• **WORK REQUEST**
Up to the line containing "let json: serde_json::Value", nothing is kept; from that line through the end of the data below, output every line exactly.

Dataset entries:
****************
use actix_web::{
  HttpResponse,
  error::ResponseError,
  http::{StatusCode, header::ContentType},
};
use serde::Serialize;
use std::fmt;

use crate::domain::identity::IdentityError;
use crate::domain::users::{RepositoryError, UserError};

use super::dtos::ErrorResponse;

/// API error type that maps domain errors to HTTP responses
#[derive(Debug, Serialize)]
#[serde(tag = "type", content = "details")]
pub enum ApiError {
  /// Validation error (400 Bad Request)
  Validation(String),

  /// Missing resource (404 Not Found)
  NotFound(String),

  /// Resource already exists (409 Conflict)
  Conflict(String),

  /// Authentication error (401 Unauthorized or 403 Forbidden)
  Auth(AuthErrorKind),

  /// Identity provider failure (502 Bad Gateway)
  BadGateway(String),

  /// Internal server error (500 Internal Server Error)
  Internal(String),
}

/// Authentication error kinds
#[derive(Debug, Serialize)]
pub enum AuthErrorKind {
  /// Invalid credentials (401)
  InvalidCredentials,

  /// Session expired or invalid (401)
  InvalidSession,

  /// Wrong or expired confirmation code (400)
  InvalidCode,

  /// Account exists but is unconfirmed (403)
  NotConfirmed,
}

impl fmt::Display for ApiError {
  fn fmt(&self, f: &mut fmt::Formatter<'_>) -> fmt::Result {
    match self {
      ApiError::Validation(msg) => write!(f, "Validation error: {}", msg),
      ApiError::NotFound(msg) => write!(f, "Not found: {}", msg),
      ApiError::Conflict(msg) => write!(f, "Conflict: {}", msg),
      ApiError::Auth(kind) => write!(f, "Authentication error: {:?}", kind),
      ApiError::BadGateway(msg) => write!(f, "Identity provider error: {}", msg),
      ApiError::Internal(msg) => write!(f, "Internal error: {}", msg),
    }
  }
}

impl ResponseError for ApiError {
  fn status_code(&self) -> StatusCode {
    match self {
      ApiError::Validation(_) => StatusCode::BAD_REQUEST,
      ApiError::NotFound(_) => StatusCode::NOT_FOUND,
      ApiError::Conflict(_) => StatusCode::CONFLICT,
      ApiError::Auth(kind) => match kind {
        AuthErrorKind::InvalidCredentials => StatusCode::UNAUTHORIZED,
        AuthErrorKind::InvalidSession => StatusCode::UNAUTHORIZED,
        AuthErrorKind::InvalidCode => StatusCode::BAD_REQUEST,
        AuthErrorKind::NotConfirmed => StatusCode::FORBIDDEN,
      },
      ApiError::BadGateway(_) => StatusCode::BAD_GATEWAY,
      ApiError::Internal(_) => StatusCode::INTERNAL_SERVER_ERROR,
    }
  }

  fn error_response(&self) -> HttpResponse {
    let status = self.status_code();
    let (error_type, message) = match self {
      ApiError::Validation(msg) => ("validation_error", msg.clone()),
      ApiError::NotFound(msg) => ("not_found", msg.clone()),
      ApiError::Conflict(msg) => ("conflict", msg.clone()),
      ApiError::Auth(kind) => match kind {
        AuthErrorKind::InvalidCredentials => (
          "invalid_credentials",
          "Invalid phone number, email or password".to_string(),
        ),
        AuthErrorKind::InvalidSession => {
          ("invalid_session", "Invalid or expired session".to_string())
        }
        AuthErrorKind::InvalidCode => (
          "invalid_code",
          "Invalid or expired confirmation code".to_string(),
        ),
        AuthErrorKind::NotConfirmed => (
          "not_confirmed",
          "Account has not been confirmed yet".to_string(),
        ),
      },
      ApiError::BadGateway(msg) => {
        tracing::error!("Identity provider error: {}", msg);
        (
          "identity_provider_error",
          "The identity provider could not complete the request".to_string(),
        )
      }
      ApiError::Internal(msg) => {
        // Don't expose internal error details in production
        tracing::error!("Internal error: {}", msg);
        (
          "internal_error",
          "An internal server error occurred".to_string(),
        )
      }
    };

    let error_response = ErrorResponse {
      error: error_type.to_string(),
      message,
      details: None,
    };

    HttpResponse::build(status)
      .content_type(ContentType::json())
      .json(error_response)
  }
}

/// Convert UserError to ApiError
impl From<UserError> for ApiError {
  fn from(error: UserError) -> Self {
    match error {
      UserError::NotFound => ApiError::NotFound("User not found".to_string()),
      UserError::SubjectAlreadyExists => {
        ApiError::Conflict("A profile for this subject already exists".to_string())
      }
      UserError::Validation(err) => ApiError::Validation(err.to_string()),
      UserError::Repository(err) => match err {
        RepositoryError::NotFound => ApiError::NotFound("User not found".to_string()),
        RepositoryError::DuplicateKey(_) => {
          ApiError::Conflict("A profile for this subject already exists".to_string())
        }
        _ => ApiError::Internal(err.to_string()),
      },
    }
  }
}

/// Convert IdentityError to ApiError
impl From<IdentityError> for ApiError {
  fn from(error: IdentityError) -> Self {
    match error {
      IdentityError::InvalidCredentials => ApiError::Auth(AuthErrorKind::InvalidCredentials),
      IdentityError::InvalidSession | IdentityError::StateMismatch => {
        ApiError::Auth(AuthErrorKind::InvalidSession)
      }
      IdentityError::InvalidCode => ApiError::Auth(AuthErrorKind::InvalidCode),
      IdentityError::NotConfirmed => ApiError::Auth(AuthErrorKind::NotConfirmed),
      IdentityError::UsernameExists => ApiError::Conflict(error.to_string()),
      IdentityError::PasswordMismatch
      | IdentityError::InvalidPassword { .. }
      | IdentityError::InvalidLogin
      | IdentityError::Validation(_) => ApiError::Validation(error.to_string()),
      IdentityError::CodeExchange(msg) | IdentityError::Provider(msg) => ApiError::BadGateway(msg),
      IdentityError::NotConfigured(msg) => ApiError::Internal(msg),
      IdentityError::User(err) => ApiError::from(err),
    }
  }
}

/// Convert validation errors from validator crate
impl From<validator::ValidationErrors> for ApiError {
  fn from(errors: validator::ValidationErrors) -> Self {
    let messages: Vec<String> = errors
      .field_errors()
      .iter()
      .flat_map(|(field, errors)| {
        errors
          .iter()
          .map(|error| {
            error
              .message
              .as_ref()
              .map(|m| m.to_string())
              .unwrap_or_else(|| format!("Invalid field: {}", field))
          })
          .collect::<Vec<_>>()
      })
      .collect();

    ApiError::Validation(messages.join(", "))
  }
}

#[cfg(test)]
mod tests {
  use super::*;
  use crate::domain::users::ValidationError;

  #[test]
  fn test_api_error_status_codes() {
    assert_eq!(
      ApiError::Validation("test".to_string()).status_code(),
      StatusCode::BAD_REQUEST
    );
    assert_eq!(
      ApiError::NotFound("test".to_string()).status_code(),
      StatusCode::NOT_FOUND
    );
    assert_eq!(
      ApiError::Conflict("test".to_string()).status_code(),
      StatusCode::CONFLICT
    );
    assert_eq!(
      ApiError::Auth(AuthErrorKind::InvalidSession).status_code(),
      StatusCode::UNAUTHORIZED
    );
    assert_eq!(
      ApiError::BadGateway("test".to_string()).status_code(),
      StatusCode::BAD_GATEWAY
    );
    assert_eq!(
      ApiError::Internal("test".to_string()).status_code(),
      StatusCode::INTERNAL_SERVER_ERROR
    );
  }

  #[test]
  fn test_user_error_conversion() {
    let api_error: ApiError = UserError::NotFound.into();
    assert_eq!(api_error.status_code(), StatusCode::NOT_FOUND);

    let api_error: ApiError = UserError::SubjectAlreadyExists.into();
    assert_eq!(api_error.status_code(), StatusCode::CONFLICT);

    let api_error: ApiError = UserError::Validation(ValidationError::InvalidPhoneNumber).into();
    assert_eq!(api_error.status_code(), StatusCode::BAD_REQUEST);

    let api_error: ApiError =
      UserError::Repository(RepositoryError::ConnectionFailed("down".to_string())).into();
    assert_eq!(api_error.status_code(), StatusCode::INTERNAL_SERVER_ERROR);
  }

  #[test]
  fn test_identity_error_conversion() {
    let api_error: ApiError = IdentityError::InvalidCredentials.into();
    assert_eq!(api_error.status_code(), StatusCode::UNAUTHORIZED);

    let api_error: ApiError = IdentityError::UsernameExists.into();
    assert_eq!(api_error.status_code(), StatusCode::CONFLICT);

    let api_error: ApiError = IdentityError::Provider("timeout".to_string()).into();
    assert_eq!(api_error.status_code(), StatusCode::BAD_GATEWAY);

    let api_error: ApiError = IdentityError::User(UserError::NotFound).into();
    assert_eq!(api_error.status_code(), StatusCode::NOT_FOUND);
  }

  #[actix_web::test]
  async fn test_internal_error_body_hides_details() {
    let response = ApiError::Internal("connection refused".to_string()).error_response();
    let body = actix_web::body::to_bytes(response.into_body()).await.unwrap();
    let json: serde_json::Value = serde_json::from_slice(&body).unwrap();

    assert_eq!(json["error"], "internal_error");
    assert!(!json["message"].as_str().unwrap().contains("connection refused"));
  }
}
****************
• **TASK ANSWER**
    let json: serde_json::Value = serde_json::from_slice(&body).unwrap();

    assert_eq!(json["error"], "internal_error");
    assert!(!json["message"].as_str().unwrap().contains("connection refused"));
  }
}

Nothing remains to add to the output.